WHAT YOU HAVE TO DO: The answer must be one number: the count of lines in the data below that include "WriteAccessMode".

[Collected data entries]
· · · ·
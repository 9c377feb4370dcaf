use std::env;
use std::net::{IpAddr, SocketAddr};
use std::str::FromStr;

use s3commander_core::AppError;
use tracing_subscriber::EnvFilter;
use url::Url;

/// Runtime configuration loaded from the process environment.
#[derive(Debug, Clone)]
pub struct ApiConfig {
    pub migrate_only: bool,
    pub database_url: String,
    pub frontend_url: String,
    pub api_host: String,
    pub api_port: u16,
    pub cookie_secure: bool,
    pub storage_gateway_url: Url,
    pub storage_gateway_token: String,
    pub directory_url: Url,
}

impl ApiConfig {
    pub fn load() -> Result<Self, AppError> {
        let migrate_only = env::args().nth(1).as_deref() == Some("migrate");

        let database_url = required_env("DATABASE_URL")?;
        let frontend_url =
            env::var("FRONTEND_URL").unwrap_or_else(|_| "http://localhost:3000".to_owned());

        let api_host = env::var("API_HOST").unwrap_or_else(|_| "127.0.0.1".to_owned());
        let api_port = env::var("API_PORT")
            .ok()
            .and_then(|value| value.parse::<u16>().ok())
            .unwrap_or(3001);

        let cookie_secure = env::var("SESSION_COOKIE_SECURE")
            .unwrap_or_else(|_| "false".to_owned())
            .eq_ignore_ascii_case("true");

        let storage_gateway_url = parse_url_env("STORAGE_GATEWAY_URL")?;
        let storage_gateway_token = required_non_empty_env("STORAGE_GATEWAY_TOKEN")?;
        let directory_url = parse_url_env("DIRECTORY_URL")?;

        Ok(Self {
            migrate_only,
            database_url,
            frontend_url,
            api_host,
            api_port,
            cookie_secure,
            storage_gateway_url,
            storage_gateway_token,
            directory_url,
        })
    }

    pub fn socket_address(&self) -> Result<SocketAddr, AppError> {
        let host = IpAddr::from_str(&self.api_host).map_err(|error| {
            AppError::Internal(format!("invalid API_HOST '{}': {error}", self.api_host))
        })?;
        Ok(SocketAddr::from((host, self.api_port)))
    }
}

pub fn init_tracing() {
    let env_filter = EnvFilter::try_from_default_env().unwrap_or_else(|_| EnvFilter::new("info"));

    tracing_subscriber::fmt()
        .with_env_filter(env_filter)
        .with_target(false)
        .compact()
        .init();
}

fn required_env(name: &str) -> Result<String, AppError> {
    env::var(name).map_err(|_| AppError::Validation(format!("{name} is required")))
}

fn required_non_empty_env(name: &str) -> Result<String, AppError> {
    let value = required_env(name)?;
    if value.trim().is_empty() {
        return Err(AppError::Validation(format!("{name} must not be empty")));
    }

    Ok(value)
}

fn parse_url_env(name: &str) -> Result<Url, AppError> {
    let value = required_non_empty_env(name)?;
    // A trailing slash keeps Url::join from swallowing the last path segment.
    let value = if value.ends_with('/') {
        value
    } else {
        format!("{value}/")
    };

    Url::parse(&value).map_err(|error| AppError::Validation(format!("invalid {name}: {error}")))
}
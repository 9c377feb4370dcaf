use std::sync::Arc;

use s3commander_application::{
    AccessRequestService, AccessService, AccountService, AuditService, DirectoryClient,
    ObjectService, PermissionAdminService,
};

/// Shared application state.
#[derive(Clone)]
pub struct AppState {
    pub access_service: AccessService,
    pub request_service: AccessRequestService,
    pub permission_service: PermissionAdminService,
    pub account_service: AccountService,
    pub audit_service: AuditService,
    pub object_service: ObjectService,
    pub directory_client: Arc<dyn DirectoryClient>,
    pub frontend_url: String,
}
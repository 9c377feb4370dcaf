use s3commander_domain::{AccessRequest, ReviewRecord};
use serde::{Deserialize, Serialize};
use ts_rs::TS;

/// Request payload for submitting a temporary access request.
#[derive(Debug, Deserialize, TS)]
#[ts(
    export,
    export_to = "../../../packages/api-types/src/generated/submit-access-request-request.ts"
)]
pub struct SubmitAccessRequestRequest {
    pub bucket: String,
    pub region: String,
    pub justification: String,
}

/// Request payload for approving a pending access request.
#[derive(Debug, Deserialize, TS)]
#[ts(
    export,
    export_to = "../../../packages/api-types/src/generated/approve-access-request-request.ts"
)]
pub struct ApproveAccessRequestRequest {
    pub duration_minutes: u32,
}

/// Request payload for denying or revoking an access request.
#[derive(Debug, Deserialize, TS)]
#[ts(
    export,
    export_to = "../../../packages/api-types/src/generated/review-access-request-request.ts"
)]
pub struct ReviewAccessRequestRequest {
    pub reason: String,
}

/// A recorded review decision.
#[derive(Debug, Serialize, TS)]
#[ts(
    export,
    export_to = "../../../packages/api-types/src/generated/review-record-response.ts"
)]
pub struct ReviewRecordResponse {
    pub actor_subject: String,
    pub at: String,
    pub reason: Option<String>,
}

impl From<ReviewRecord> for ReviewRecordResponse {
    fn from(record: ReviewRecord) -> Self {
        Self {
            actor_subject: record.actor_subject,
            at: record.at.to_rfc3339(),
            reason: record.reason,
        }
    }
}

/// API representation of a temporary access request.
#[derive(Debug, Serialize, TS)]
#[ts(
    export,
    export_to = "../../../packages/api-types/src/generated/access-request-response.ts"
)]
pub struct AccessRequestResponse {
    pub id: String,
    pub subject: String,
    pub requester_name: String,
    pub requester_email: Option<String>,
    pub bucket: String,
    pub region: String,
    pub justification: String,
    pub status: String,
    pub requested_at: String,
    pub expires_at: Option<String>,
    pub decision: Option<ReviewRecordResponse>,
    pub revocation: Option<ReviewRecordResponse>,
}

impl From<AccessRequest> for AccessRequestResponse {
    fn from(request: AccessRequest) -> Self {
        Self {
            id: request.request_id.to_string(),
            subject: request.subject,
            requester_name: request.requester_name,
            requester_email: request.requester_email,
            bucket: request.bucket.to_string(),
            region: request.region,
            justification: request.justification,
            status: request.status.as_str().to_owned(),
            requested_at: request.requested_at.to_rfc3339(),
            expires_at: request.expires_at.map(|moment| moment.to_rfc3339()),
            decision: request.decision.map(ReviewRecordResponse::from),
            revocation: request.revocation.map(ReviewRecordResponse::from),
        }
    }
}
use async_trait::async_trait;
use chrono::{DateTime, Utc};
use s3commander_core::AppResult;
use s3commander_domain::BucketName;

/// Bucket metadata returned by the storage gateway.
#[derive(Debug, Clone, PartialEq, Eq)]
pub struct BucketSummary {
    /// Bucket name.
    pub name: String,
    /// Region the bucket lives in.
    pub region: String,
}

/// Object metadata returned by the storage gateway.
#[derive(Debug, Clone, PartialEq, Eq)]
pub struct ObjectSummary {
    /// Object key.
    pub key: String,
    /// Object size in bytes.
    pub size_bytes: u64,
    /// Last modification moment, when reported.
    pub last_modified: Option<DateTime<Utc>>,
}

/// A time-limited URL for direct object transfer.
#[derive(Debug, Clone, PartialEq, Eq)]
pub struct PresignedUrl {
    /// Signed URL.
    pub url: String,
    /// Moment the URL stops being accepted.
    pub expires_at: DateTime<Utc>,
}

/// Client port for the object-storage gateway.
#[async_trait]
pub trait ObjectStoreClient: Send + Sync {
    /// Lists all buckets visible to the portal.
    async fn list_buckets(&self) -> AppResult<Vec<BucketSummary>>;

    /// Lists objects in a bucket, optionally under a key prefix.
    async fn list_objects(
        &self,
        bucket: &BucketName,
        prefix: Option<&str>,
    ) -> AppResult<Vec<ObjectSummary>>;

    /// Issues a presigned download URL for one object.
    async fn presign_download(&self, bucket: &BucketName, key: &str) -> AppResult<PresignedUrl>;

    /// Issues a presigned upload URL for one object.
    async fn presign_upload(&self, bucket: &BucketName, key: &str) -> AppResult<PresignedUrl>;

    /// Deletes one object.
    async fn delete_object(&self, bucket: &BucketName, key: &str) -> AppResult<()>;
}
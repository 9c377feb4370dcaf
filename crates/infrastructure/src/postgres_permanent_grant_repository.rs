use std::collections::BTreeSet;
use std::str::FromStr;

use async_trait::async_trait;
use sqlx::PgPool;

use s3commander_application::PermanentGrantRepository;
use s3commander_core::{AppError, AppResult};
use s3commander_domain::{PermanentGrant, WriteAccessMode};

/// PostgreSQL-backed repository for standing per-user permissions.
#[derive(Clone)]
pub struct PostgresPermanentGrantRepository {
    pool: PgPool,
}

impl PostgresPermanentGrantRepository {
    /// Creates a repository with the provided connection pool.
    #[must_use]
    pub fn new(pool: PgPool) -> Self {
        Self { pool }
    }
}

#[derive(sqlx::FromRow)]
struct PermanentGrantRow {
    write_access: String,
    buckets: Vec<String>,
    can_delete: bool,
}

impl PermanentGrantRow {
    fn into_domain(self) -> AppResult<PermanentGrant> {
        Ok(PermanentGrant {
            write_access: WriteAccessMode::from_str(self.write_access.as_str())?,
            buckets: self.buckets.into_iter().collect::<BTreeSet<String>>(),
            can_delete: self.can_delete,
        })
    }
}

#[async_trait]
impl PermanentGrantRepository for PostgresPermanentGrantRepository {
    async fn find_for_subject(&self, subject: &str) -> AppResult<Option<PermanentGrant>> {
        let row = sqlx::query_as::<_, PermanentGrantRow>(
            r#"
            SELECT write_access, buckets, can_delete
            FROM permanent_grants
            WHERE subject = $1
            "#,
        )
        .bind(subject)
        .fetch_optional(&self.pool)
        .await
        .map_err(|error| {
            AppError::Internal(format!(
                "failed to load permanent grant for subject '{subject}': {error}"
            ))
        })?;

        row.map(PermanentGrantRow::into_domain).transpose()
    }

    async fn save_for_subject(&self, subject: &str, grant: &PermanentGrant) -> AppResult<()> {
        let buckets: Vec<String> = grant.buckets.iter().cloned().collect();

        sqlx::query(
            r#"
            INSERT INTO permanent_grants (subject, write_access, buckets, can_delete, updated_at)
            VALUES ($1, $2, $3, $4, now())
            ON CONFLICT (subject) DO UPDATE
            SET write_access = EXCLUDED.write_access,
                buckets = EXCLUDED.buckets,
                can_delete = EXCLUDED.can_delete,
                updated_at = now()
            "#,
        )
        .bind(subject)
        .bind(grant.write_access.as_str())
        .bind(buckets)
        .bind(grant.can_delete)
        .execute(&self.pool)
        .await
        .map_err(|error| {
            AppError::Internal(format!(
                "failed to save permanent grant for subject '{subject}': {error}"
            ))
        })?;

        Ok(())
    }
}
· · · ·
RESULT: 2